Workers living well by working in tea gardens even amid the Covid-19 pandemic
The rapidly boosting “small-scale gardening-basis” tea cultivation has created jobs for more than 25,000 rural people, including 15,000 women, in five northern districts of the Kartoa Valley ecological zone.
Talking to BSS, President of Bangladesh Small Tea Garden Owners’ Association Amirul Haque Khokan said small-scale gardening-basis tea farming has ushered in a new hope to change the fortune of local farmers in these northern districts.
“More than 25,000 unemployed people, including 15,000 women, are earning well through farm-activities and plucking tea-leaves to lead better lives even during the coronavirus pandemic in the valley,” he said.
The labourers are earning Tk500-600 as daily wages in cash by plucking green tea-leaves in groups of 10 to 20 men and women to lead a solvent life.
“Though the rural women passed through hard times even an era ago amid abject poverty, they have come out of the vicious cycle of poverty now to lead better lives with a dream of a better future for their children,” Khokan added.
Officials of Bangladesh Tea Board (BTB) said the Kartoa Valley ecological zone comprises Panchagarh, Thakurgaon, Dinajpur, Nilphamari and Lalmonirhat districts.
“The valley witnessed an all-time record 9.6 million kg of made-tea production last year against 8.47 million kg in 2018 and 5.44 million kg in 2017,” said Senior Scientific Officer at Bangladesh Tea Research Institute Dr Mohammad Shameem Al Mamun.
Mamun, also project director of the Northern Bangladesh Project of BTB, said owners of nine registered and 19 unregistered gardens and 6,558 small holders cultivated tea on 8,681 acres of lands producing 46.9 million kg of green tea leaves in 2019 in the valley.
With continuous expansion of tea cultivation on “small-scale gardening-basis”, more jobs are being created every year for thousands of tea workers, mostly women, in the valley.
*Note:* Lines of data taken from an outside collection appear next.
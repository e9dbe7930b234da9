//! Request, Analysis and Blueprint types produced by the requirements analyzer

use serde::{Deserialize, Serialize};

use super::task::{Priority, Task};

/// A caller's project request: free-form text plus optional context
#[derive(Debug, Clone, Serialize, Deserialize, Default)]
#[serde(rename_all = "camelCase", default)]
pub struct Request {
    pub user_text: String,
    #[serde(skip_serializing_if = "Option::is_none")]
    pub context: Option<RequestContext>,
}

impl Request {
    pub fn new(user_text: impl Into<String>) -> Self {
        Self { user_text: user_text.into(), context: None }
    }
}

/// Optional hints supplied alongside the request text
#[derive(Debug, Clone, Serialize, Deserialize, Default)]
#[serde(rename_all = "camelCase", default)]
pub struct RequestContext {
    pub existing_systems: Vec<String>,
    pub user_types: Vec<String>,
    pub preferred_specialists: Vec<String>,
}

/// First-stage analysis of the request
#[derive(Debug, Clone, Serialize, Deserialize, Default)]
#[serde(rename_all = "camelCase", default)]
pub struct Analysis {
    /// Business domain ("hr", "finance", "it", "operations", "generic")
    pub domain: String,
    pub user_types: Vec<String>,
    pub core_needs: Vec<String>,
    /// Rough complexity hint ("low" | "medium" | "high")
    pub complexity_hint: String,
}

/// One planned system component
#[derive(Debug, Clone, PartialEq, Eq, Serialize, Deserialize)]
#[serde(rename_all = "camelCase")]
pub struct Component {
    /// Component type: "frontend" | "backend" | "database" | ...
    #[serde(rename = "type")]
    pub kind: String,
    pub name: String,
}

impl Component {
    pub fn new(kind: impl Into<String>, name: impl Into<String>) -> Self {
        Self { kind: kind.into(), name: name.into() }
    }
}

/// The structured plan the analyzer derives from a request
#[derive(Debug, Clone, Serialize, Deserialize, Default)]
#[serde(rename_all = "camelCase", default)]
pub struct Blueprint {
    pub project_id: String,
    pub domain: String,
    pub components: Vec<Component>,
    pub workflows: Vec<String>,
    pub integrations: Vec<String>,
    pub quality_gates: Vec<String>,
    pub compliance: Vec<String>,
    /// Architecture pattern inferred from component mix
    #[serde(skip_serializing_if = "Option::is_none")]
    pub architecture_pattern: Option<String>,
}

impl Blueprint {
    /// True when the blueprint plans a component of the given type
    pub fn has_component(&self, kind: &str) -> bool {
        self.components.iter().any(|c| c.kind.eq_ignore_ascii_case(kind))
    }
}

/// Analyzer output: blueprint plus the enriched, validated task list
#[derive(Debug, Clone, Serialize, Deserialize)]
#[serde(rename_all = "camelCase")]
pub struct AnalyzedProject {
    pub blueprint: Blueprint,
    pub tasks: Vec<Task>,
    /// Critical-path length in minutes
    pub estimated_total_duration: u32,
    pub complexity: String,
    /// Non-fatal findings (e.g. unsatisfied consumer contracts)
    #[serde(skip_serializing_if = "Vec::is_empty", default)]
    pub warnings: Vec<String>,
}

impl AnalyzedProject {
    /// Highest priority present in the task list, for display
    pub fn top_priority(&self) -> Priority {
        self.tasks.iter().map(|t| t.priority).max().unwrap_or_default()
    }
}
//! Prompt sanitizer
//!
//! Normalizes user text before it reaches the requirements analyzer or gets
//! concatenated into worker prompts:
//!
//! - strips repeated "user requested:"-style prefixes
//! - splits on sentence terminators and deduplicates identical sentences
//! - collapses whitespace and caps the result, appending an ellipsis
//! - enforces a hard byte ceiling on any outbound prompt
//!
//! `clean` is idempotent: `clean(clean(x)) == clean(x)`.

use regex::Regex;
use std::sync::OnceLock;
use tracing::warn;

/// Appended when a cleaned string is truncated. U+2026 survives re-cleaning
/// because it is not a sentence terminator.
pub const ELLIPSIS: &str = "\u{2026}";

/// Default per-field character cap
pub const DEFAULT_MAX_CHARS: usize = 2_000;

/// Default hard ceiling for outbound prompts, in bytes
pub const DEFAULT_MAX_PROMPT_BYTES: usize = 100_000;

/// Fraction of the byte ceiling at which a warning is emitted
const WARN_FRACTION: f64 = 0.8;

fn prefix_marker() -> &'static Regex {
    static RE: OnceLock<Regex> = OnceLock::new();
    RE.get_or_init(|| Regex::new(r"(?i)\b(?:the\s+)?user\s+(?:requested|asked|said)\s*:\s*").unwrap())
}

fn sentence_terminators() -> &'static Regex {
    static RE: OnceLock<Regex> = OnceLock::new();
    RE.get_or_init(|| Regex::new(r"[.!?:;]+").unwrap())
}

fn whitespace() -> &'static Regex {
    static RE: OnceLock<Regex> = OnceLock::new();
    RE.get_or_init(|| Regex::new(r"\s+").unwrap())
}

/// Size validation outcome for prompts under the ceiling
#[derive(Debug, Clone, Copy, PartialEq, Eq)]
pub enum SizeCheck {
    WithinLimit,
    /// Above the warning threshold (80% of the ceiling) but still allowed
    NearLimit,
}

/// Raised when a prompt exceeds the hard byte ceiling
#[derive(Debug, thiserror::Error)]
#[error("Prompt for {context} is {bytes} bytes, over the {limit}-byte limit")]
pub struct PromptTooLarge {
    pub context: String,
    pub bytes: usize,
    pub limit: usize,
}

/// Sanitizer with its configured caps
#[derive(Debug, Clone)]
pub struct Sanitizer {
    /// Per-field character cap applied by `clean`
    pub max_chars: usize,
    /// Hard ceiling for any outbound prompt, in bytes
    pub max_prompt_bytes: usize,
}

impl Default for Sanitizer {
    fn default() -> Self {
        Self {
            max_chars: DEFAULT_MAX_CHARS,
            max_prompt_bytes: DEFAULT_MAX_PROMPT_BYTES,
        }
    }
}

impl Sanitizer {
    pub fn new(max_chars: usize, max_prompt_bytes: usize) -> Self {
        Self { max_chars, max_prompt_bytes }
    }

    /// Clean user text: strip prefix markers, deduplicate sentences, collapse
    /// whitespace, cap the length.
    pub fn clean(&self, text: &str) -> String {
        let stripped = prefix_marker().replace_all(text, " ");

        let mut seen = Vec::new();
        for raw in sentence_terminators().split(&stripped) {
            let sentence = whitespace().replace_all(raw, " ").trim().to_string();
            if sentence.is_empty() {
                continue;
            }
            if !seen.contains(&sentence) {
                seen.push(sentence);
            }
        }

        let joined = seen.join(". ");
        self.truncate_with_ellipsis(joined)
    }

    /// Everything before the first repeated-prefix marker, cleaned
    ///
    /// A marker at the very start of the text is skipped over first, so the
    /// core of `"User requested: X User requested: X"` is `X`, not the empty
    /// string.
    pub fn extract_core(&self, text: &str) -> String {
        let stripped = match prefix_marker().find(text) {
            Some(m) if m.start() == 0 => &text[m.end()..],
            _ => text,
        };
        let core = match prefix_marker().find(stripped) {
            Some(m) => &stripped[..m.start()],
            None => stripped,
        };
        self.clean(core)
    }

    /// Enforce the hard byte ceiling on an outbound prompt
    ///
    /// Emits a warning once the prompt passes 80% of the ceiling. Callers
    /// receiving `PromptTooLarge` must substitute a minimal fallback prompt,
    /// never truncate mid-sentence silently.
    pub fn validate_size(&self, prompt: &str, context: &str) -> Result<SizeCheck, PromptTooLarge> {
        let bytes = prompt.len();
        if bytes > self.max_prompt_bytes {
            return Err(PromptTooLarge {
                context: context.to_string(),
                bytes,
                limit: self.max_prompt_bytes,
            });
        }
        let warn_at = (self.max_prompt_bytes as f64 * WARN_FRACTION) as usize;
        if bytes >= warn_at {
            warn!(context, bytes, limit = self.max_prompt_bytes, "Prompt approaching size limit");
            return Ok(SizeCheck::NearLimit);
        }
        Ok(SizeCheck::WithinLimit)
    }

    /// Minimal fallback when a full prompt exceeds the ceiling
    pub fn fallback_description(title: &str, specialist_kind: &str) -> String {
        format!("{} ({} task)", title, specialist_kind)
    }

    fn truncate_with_ellipsis(&self, text: String) -> String {
        if text.chars().count() <= self.max_chars {
            return text;
        }
        let cut: String = text.chars().take(self.max_chars).collect();
        // Trim trailing terminators and whitespace so re-cleaning the
        // truncated text reproduces it exactly.
        let trimmed = cut.trim_end_matches(|c: char| c.is_whitespace() || ".!?:;".contains(c));
        format!("{}{}", trimmed, ELLIPSIS)
    }
}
“The small-scale gardening-basis tea farming continues expanding since the launch of the ‘Expansion of Small Holding Tea Cultivation in Northern Bangladesh Project’ in 2015 to bring more 500 hectares of land under tea farming by 2020,” Mamun added.
Talking to BSS, Vice-President of Panchagarh Chamber Mehedi Hasan Khan Babla said the flourishing tea-based agriculture sector accelerates women empowerment by assisting women in contributing to their families for living with dignity.
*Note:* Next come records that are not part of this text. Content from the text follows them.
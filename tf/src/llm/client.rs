//! LlmAdapter trait definition

use async_trait::async_trait;
use serde::{Deserialize, Serialize};

use crate::domain::{Analysis, Blueprint, PerformanceStats, Task, Worker};

use super::LlmError;

/// Adapter verdict on one candidate (task, worker) pairing
#[derive(Debug, Clone, Serialize, Deserialize, Default)]
#[serde(rename_all = "camelCase", default)]
pub struct AssignmentScore {
    /// Confidence in [0, 1]
    pub confidence: f64,
    pub rationale: String,
    pub risks: Vec<String>,
}

/// Stateless typed facade over the external language service
///
/// Each call is independent request/response against a declared schema.
/// No conversation state is kept between calls.
#[async_trait]
pub trait LlmAdapter: Send + Sync {
    /// Distill the user text into domain, user types and core needs
    async fn analyze_requirements(&self, text: &str) -> Result<Analysis, LlmError>;

    /// Turn an analysis plus the original text into a structured blueprint
    async fn create_blueprint(&self, analysis: &Analysis, original_text: &str) -> Result<Blueprint, LlmError>;

    /// Generate the task list for a blueprint given the available specialists
    async fn generate_tasks(&self, blueprint: &Blueprint, specialists: &[String]) -> Result<Vec<Task>, LlmError>;

    /// Score how well a worker fits a task given its history
    async fn score_assignment(
        &self,
        task: &Task,
        worker: &Worker,
        history: &PerformanceStats,
    ) -> Result<AssignmentScore, LlmError>;
}

#[cfg(test)]
pub mod mock {
    use super::*;
    use std::sync::Mutex;

    /// Scripted adapter for unit tests: pops pre-canned results per operation
    #[derive(Default)]
    pub struct MockAdapter {
        pub analyses: Mutex<Vec<Result<Analysis, LlmError>>>,
        pub blueprints: Mutex<Vec<Result<Blueprint, LlmError>>>,
        pub task_lists: Mutex<Vec<Result<Vec<Task>, LlmError>>>,
        pub scores: Mutex<Vec<Result<AssignmentScore, LlmError>>>,
    }

    impl MockAdapter {
        pub fn new() -> Self {
            Self::default()
        }

        pub fn push_analysis(&self, result: Result<Analysis, LlmError>) {
            self.analyses.lock().unwrap().push(result);
        }

        pub fn push_blueprint(&self, result: Result<Blueprint, LlmError>) {
            self.blueprints.lock().unwrap().push(result);
        }

        pub fn push_tasks(&self, result: Result<Vec<Task>, LlmError>) {
            self.task_lists.lock().unwrap().push(result);
        }

        fn pop<T>(queue: &Mutex<Vec<Result<T, LlmError>>>) -> Result<T, LlmError> {
            let mut queue = queue.lock().unwrap();
            if queue.is_empty() {
                return Err(LlmError::Unavailable("mock exhausted".to_string()));
            }
            queue.remove(0)
        }
    }

    #[async_trait]
    impl LlmAdapter for MockAdapter {
        async fn analyze_requirements(&self, _text: &str) -> Result<Analysis, LlmError> {
            Self::pop(&self.analyses)
        }

        async fn create_blueprint(&self, _analysis: &Analysis, _text: &str) -> Result<Blueprint, LlmError> {
            Self::pop(&self.blueprints)
        }

        async fn generate_tasks(&self, _blueprint: &Blueprint, _specialists: &[String]) -> Result<Vec<Task>, LlmError> {
            Self::pop(&self.task_lists)
        }

        async fn score_assignment(
            &self,
            _task: &Task,
            _worker: &Worker,
            _history: &PerformanceStats,
        ) -> Result<AssignmentScore, LlmError> {
            Self::pop(&self.scores)
        }
    }
}
//! Domain types for the orchestration core
//!
//! Core types: Task (graph node), Blueprint (analyzed plan), Worker
//! (specialist catalog entry), Assignment, Invocation.
//!
//! Persisted JSON field names are part of the recovery contract and use the
//! camelCase renames declared on each type.

mod blueprint;
mod id;
mod task;
mod worker;

pub use blueprint::{AnalyzedProject, Analysis, Blueprint, Component, Request, RequestContext};
pub use id::generate_id;
pub use task::{
    CheckpointKind, DataItem, Dependency, EdgeKind, IntegrationContracts, Priority, Task, TaskKind, TaskStatus,
};
pub use worker::{
    Assignment, Capability, ExperienceLevel, Invocation, InvocationStatus, PerformanceStats, RankedWorker, Worker,
    WorkerRole,
};
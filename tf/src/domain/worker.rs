//! Worker catalog types, assignments and invocations

use std::collections::BTreeMap;

use chrono::{DateTime, Utc};
use serde::{Deserialize, Serialize};

use super::id::generate_id;
use super::task::CheckpointKind;

/// Experience level for one capability
#[derive(Debug, Clone, Copy, PartialEq, Eq, Serialize, Deserialize, Default)]
#[serde(rename_all = "camelCase")]
pub enum ExperienceLevel {
    Beginner,
    #[default]
    Intermediate,
    Advanced,
    Expert,
}

impl ExperienceLevel {
    /// Flat score bonus applied during capability matching
    pub fn bonus(self) -> f64 {
        match self {
            ExperienceLevel::Beginner => 0.0,
            ExperienceLevel::Intermediate => 5.0,
            ExperienceLevel::Advanced => 10.0,
            ExperienceLevel::Expert => 15.0,
        }
    }
}

/// One skill entry in a worker's capability map
#[derive(Debug, Clone, PartialEq, Serialize, Deserialize)]
#[serde(rename_all = "camelCase")]
pub struct Capability {
    /// Efficiency in [0, 1]
    pub efficiency: f64,
    pub experience: ExperienceLevel,
}

impl Capability {
    pub fn new(efficiency: f64, experience: ExperienceLevel) -> Self {
        Self { efficiency: efficiency.clamp(0.0, 1.0), experience }
    }
}

/// What a worker is for: development work or a dedicated checkpoint role
///
/// The scheduler never branches on worker identity - it dispatches on role.
#[derive(Debug, Clone, Copy, PartialEq, Eq, Serialize, Deserialize)]
#[serde(rename_all = "camelCase", tag = "role")]
pub enum WorkerRole {
    Developer,
    CheckpointReviewer { kind: CheckpointKind },
}

impl WorkerRole {
    pub fn is_checkpoint(self) -> bool {
        matches!(self, WorkerRole::CheckpointReviewer { .. })
    }
}

/// Rolling per-worker performance counters
#[derive(Debug, Clone, PartialEq, Serialize, Deserialize, Default)]
#[serde(rename_all = "camelCase", default)]
pub struct PerformanceStats {
    pub tasks_completed: u64,
    pub tasks_failed: u64,
    /// Rolling average of checkpoint quality scores for this worker's output
    pub avg_quality: f64,
}

impl PerformanceStats {
    /// Fold one completed task with its quality score into the rolling stats
    pub fn record_completion(&mut self, quality: f64) {
        let n = self.tasks_completed as f64;
        self.avg_quality = (self.avg_quality * n + quality) / (n + 1.0);
        self.tasks_completed += 1;
    }

    pub fn record_failure(&mut self) {
        self.tasks_failed += 1;
    }
}

/// A catalog entry for one specialist
#[derive(Debug, Clone, Serialize, Deserialize)]
#[serde(rename_all = "camelCase")]
pub struct Worker {
    pub id: String,
    pub name: String,
    /// Specialization tag matched against Task::specialist_kind
    pub specialization: String,
    #[serde(flatten)]
    pub role: WorkerRole,
    /// Skill name -> capability; BTreeMap keeps scoring deterministic
    pub capabilities: BTreeMap<String, Capability>,
    pub max_concurrent_tasks: u32,
    pub current_load: u32,
    #[serde(default)]
    pub performance_stats: PerformanceStats,
}

impl Worker {
    /// Create a development worker
    pub fn developer(id: impl Into<String>, name: impl Into<String>, specialization: impl Into<String>) -> Self {
        Self {
            id: id.into(),
            name: name.into(),
            specialization: specialization.into(),
            role: WorkerRole::Developer,
            capabilities: BTreeMap::new(),
            max_concurrent_tasks: 1,
            current_load: 0,
            performance_stats: PerformanceStats::default(),
        }
    }

    /// Create a dedicated checkpoint worker
    pub fn reviewer(id: impl Into<String>, name: impl Into<String>, kind: CheckpointKind) -> Self {
        let specialization = if kind.is_code_review() { "code-review" } else { "qa-test" };
        Self {
            id: id.into(),
            name: name.into(),
            specialization: specialization.to_string(),
            role: WorkerRole::CheckpointReviewer { kind },
            capabilities: BTreeMap::new(),
            max_concurrent_tasks: 2,
            current_load: 0,
            performance_stats: PerformanceStats::default(),
        }
    }

    pub fn with_capability(mut self, skill: impl Into<String>, capability: Capability) -> Self {
        self.capabilities.insert(skill.into(), capability);
        self
    }

    pub fn with_max_concurrent(mut self, max: u32) -> Self {
        self.max_concurrent_tasks = max.max(1);
        self
    }

    /// Whether the worker can accept one more task
    pub fn has_capacity(&self) -> bool {
        self.current_load < self.max_concurrent_tasks
    }
}

/// A scored alternate for a low-confidence assignment
#[derive(Debug, Clone, Serialize, Deserialize)]
#[serde(rename_all = "camelCase")]
pub struct RankedWorker {
    pub worker_id: String,
    pub score: f64,
}

/// The chosen (task, worker) pairing
#[derive(Debug, Clone, Serialize, Deserialize)]
#[serde(rename_all = "camelCase")]
pub struct Assignment {
    pub task_id: String,
    pub worker_id: String,
    /// Confidence in [0, 1]
    pub confidence: f64,
    /// Expected effort in minutes
    pub expected_effort: u32,
    #[serde(skip_serializing_if = "Vec::is_empty", default)]
    pub alternates: Vec<RankedWorker>,
}

/// Invocation lifecycle status
#[derive(Debug, Clone, Copy, PartialEq, Eq, Serialize, Deserialize)]
#[serde(rename_all = "camelCase")]
pub enum InvocationStatus {
    InProgress,
    Completed,
    Failed,
    Terminated,
}

/// One execution attempt of one task by one worker
#[derive(Debug, Clone, Serialize, Deserialize)]
#[serde(rename_all = "camelCase")]
pub struct Invocation {
    pub invocation_id: String,
    pub task_id: String,
    pub worker_id: String,
    pub started_at: DateTime<Utc>,
    pub last_activity_at: DateTime<Utc>,
    pub status: InvocationStatus,
    #[serde(skip_serializing_if = "Option::is_none")]
    pub exit_code: Option<i32>,
}

impl Invocation {
    pub fn begin(task_id: impl Into<String>, worker_id: impl Into<String>) -> Self {
        let task_id = task_id.into();
        let now = Utc::now();
        Self {
            invocation_id: generate_id("inv", &task_id),
            task_id,
            worker_id: worker_id.into(),
            started_at: now,
            last_activity_at: now,
            status: InvocationStatus::InProgress,
            exit_code: None,
        }
    }
}
//! EventBus - broadcast pub/sub for project lifecycle events
//!
//! Components emit, consumers subscribe. Emission is fire-and-forget: with
//! no subscribers the event is dropped, and a lagging subscriber loses the
//! oldest events rather than blocking emitters.

use std::sync::Arc;

use tokio::sync::broadcast;
use tracing::debug;

use super::types::{ErrorKind, Event};

/// Default channel capacity (events)
pub const DEFAULT_CHANNEL_CAPACITY: usize = 4_096;

/// Central event bus for one orchestrator
pub struct EventBus {
    tx: broadcast::Sender<Event>,
}

impl EventBus {
    pub fn new(capacity: usize) -> Self {
        let (tx, _) = broadcast::channel(capacity);
        Self { tx }
    }

    pub fn with_default_capacity() -> Self {
        Self::new(DEFAULT_CHANNEL_CAPACITY)
    }

    /// Emit an event to all subscribers
    pub fn emit(&self, event: Event) {
        debug!(kind = event.kind(), task_id = ?event.task_id(), "EventBus::emit");
        let _ = self.tx.send(event);
    }

    /// Subscribe to events emitted after this call
    pub fn subscribe(&self) -> broadcast::Receiver<Event> {
        self.tx.subscribe()
    }

    /// Create an emitter handle bound to a project id
    pub fn emitter_for(&self, project_id: impl Into<String>) -> ProjectEvents {
        ProjectEvents {
            tx: self.tx.clone(),
            project_id: project_id.into(),
        }
    }

    pub fn subscriber_count(&self) -> usize {
        self.tx.receiver_count()
    }
}

impl Default for EventBus {
    fn default() -> Self {
        Self::with_default_capacity()
    }
}

/// Cheap-to-clone emitter handle with the project id pre-bound
#[derive(Clone)]
pub struct ProjectEvents {
    tx: broadcast::Sender<Event>,
    project_id: String,
}

impl ProjectEvents {
    pub fn project_id(&self) -> &str {
        &self.project_id
    }

    pub fn emit(&self, event: Event) {
        debug!(kind = event.kind(), "ProjectEvents::emit");
        let _ = self.tx.send(event);
    }

    pub fn project_orchestrated(&self, task_count: usize, critical_path_tasks: usize) {
        self.emit(Event::ProjectOrchestrated {
            project_id: self.project_id.clone(),
            task_count,
            critical_path_tasks,
        });
    }

    pub fn task_ready(&self, task_id: &str) {
        self.emit(Event::TaskReady { task_id: task_id.to_string() });
    }

    pub fn task_started(&self, task_id: &str, worker_id: &str) {
        self.emit(Event::TaskStarted {
            task_id: task_id.to_string(),
            worker_id: worker_id.to_string(),
        });
    }

    pub fn task_progress(&self, task_id: &str, line: &str) {
        self.emit(Event::TaskProgress {
            task_id: task_id.to_string(),
            line: line.to_string(),
        });
    }

    pub fn task_completed(&self, task_id: &str, quality_score: Option<f64>) {
        self.emit(Event::TaskCompleted {
            task_id: task_id.to_string(),
            quality_score,
        });
    }

    pub fn task_failed(&self, task_id: &str, error: ErrorKind, message: &str, diagnostic: Option<String>) {
        self.emit(Event::TaskFailed {
            task_id: task_id.to_string(),
            error,
            message: message.to_string(),
            diagnostic,
        });
    }

    pub fn checkpoint_started(&self, task_id: &str, reviews_task_id: &str) {
        self.emit(Event::CheckpointStarted {
            task_id: task_id.to_string(),
            reviews_task_id: reviews_task_id.to_string(),
        });
    }

    pub fn checkpoint_completed(&self, task_id: &str, passed: bool, quality_score: f64) {
        self.emit(Event::CheckpointCompleted {
            task_id: task_id.to_string(),
            passed,
            quality_score,
        });
    }

    pub fn checkpoint_failed(&self, task_id: &str, error: ErrorKind, message: &str) {
        self.emit(Event::CheckpointFailed {
            task_id: task_id.to_string(),
            error,
            message: message.to_string(),
        });
    }

    pub fn worker_assigned(&self, task_id: &str, worker_id: &str, confidence: f64, expected_effort: u32) {
        self.emit(Event::WorkerAssigned {
            task_id: task_id.to_string(),
            worker_id: worker_id.to_string(),
            confidence,
            expected_effort,
        });
    }

    pub fn worker_heartbeat(&self, task_id: &str, worker_id: &str, elapsed_ms: u64) {
        self.emit(Event::WorkerHeartbeat {
            task_id: task_id.to_string(),
            worker_id: worker_id.to_string(),
            elapsed_ms,
        });
    }

    pub fn rework_requested(&self, task_id: &str, attempt: u32, findings: Vec<String>) {
        self.emit(Event::ReworkRequested {
            task_id: task_id.to_string(),
            attempt,
            findings,
        });
    }

    pub fn project_completed(&self) {
        self.emit(Event::ProjectCompleted { project_id: self.project_id.clone() });
    }

    pub fn project_failed(&self, error: ErrorKind, message: &str) {
        self.emit(Event::ProjectFailed {
            project_id: self.project_id.clone(),
            error,
            message: message.to_string(),
        });
    }

    pub fn project_cancelled(&self) {
        self.emit(Event::ProjectCancelled { project_id: self.project_id.clone() });
    }

    pub fn session_cleanup(&self, terminated: usize) {
        self.emit(Event::SessionCleanup { terminated });
    }
}

/// Create an event bus wrapped in an Arc for shared ownership
pub fn create_event_bus() -> Arc<EventBus> {
    Arc::new(EventBus::with_default_capacity())
}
“More than 15,000 women tea workers, including unemployed female youths, housewives, widows and divorcees, are earning better wages by working in the fast growing tea sector to improve their livelihoods in the valley,” Babla said.
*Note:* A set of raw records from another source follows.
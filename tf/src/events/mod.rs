//! Lifecycle event streaming
//!
//! Components emit events to a broadcast bus; consumers (CLI, event logger,
//! subscribers joined via the orchestrator) receive them in emission order
//! per task. The `kind` strings are a wire contract - observers depend on
//! the exact set.

mod bus;
mod logger;
mod types;

pub use bus::{create_event_bus, EventBus, ProjectEvents, DEFAULT_CHANNEL_CAPACITY};
pub use logger::spawn_event_logger;
pub use types::{ErrorKind, Event, EventRecord};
Workers living well by working in tea gardens even amid the pandemic
Like other tea growers, Shahinur Rahman of Buraburi village in Tetulia upazila of Panchagarh said he started “small-scale gardening-basis” tea cultivation on his plain land in 2016.
“I am cultivating tea on 5.50 acres of land and selling green tea-leaves to tea processing companies to earn well,” Rahman said, adding that many men and women workers were working in his tea fields and earning better wages.
Talking to BSS, women farm-labourers Aleya Khatun, Kalpona Begum, Selina Hembrom and Gokul Hasda of Buraburi village said they were earning Tk500-600 as daily wages by plucking green-tea leaves.
Aklima Begum of Moynaguri, Phuli Khatun of Kandaligoach and Morium Begum of Guchchhogram villages in Tetulia upazila said they were living well by working as labourers in tea gardens even amid the coronavirus pandemic.
“After forming groups of 15 to 20 women labourers to pluck green-tea leaves and share wages equally, we started getting double wages — between Tk500 and Tk600 daily — compared to five-six years ago,” said labourer Kalpona Begum.